*** DATA SECTION ***
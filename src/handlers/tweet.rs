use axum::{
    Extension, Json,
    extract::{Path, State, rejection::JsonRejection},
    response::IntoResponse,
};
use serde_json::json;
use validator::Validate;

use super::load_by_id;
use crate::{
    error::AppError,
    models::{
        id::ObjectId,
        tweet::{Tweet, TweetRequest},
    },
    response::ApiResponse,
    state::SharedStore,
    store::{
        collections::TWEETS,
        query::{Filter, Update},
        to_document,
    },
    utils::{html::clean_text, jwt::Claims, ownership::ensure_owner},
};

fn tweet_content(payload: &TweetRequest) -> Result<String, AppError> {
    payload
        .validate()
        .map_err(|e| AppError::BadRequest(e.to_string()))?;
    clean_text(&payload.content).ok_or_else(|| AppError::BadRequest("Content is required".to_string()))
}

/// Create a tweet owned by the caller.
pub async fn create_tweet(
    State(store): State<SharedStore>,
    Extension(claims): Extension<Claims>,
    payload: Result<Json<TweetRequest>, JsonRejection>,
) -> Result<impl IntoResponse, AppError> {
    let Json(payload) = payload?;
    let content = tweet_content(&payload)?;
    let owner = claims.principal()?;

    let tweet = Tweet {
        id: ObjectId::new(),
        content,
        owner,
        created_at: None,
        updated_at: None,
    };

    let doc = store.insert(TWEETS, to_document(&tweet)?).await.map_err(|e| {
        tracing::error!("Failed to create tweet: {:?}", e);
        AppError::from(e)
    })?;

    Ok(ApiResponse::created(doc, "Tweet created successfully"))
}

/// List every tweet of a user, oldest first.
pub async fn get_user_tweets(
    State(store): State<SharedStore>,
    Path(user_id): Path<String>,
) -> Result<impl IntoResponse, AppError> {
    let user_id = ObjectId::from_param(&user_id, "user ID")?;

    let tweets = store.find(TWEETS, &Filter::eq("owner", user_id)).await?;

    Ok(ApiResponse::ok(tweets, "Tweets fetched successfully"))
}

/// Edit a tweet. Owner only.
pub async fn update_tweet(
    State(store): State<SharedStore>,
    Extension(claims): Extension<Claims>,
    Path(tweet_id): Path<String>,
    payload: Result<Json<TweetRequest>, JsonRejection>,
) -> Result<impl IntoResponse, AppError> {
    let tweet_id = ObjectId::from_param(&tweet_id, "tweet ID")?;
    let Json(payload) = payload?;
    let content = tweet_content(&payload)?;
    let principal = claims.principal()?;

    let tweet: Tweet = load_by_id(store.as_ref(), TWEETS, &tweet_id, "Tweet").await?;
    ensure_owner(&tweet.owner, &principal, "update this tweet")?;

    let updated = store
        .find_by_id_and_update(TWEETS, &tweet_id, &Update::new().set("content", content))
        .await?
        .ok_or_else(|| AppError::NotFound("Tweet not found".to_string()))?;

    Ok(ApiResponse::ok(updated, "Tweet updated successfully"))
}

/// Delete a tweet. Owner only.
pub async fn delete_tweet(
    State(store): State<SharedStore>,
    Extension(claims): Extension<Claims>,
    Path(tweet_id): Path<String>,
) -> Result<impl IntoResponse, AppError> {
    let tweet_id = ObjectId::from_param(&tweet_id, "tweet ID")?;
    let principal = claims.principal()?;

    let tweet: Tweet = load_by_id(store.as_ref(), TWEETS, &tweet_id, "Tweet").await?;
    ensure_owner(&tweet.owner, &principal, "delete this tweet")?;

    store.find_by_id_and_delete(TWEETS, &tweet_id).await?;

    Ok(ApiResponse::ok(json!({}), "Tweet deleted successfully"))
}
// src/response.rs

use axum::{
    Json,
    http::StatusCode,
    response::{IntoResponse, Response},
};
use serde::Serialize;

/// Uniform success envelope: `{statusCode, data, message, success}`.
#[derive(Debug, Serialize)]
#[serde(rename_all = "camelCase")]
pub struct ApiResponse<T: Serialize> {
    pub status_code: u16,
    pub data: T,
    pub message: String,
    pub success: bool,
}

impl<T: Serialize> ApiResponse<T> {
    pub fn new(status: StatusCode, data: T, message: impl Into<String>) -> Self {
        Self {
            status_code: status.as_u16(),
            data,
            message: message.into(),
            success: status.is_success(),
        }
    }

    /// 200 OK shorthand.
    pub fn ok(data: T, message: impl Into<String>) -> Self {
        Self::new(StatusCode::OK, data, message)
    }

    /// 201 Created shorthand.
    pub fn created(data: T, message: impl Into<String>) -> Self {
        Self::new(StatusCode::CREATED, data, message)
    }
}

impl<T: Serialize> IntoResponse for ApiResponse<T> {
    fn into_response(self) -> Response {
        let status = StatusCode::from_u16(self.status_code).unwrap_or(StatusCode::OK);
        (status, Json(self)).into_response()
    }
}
***
**WHAT IS BEING ASKED**.
An exact copy of the entries from the line containing "pub fn created(data: T, message: impl" through the last line is the expected answer.

**EXERCISE OUTPUT**.
    pub fn created(data: T, message: impl Into<String>) -> Self {
        Self::new(StatusCode::CREATED, data, message)
    }
}

impl<T: Serialize> IntoResponse for ApiResponse<T> {
    fn into_response(self) -> Response {
        let status = StatusCode::from_u16(self.status_code).unwrap_or(StatusCode::OK);
        (status, Json(self)).into_response()
    }
}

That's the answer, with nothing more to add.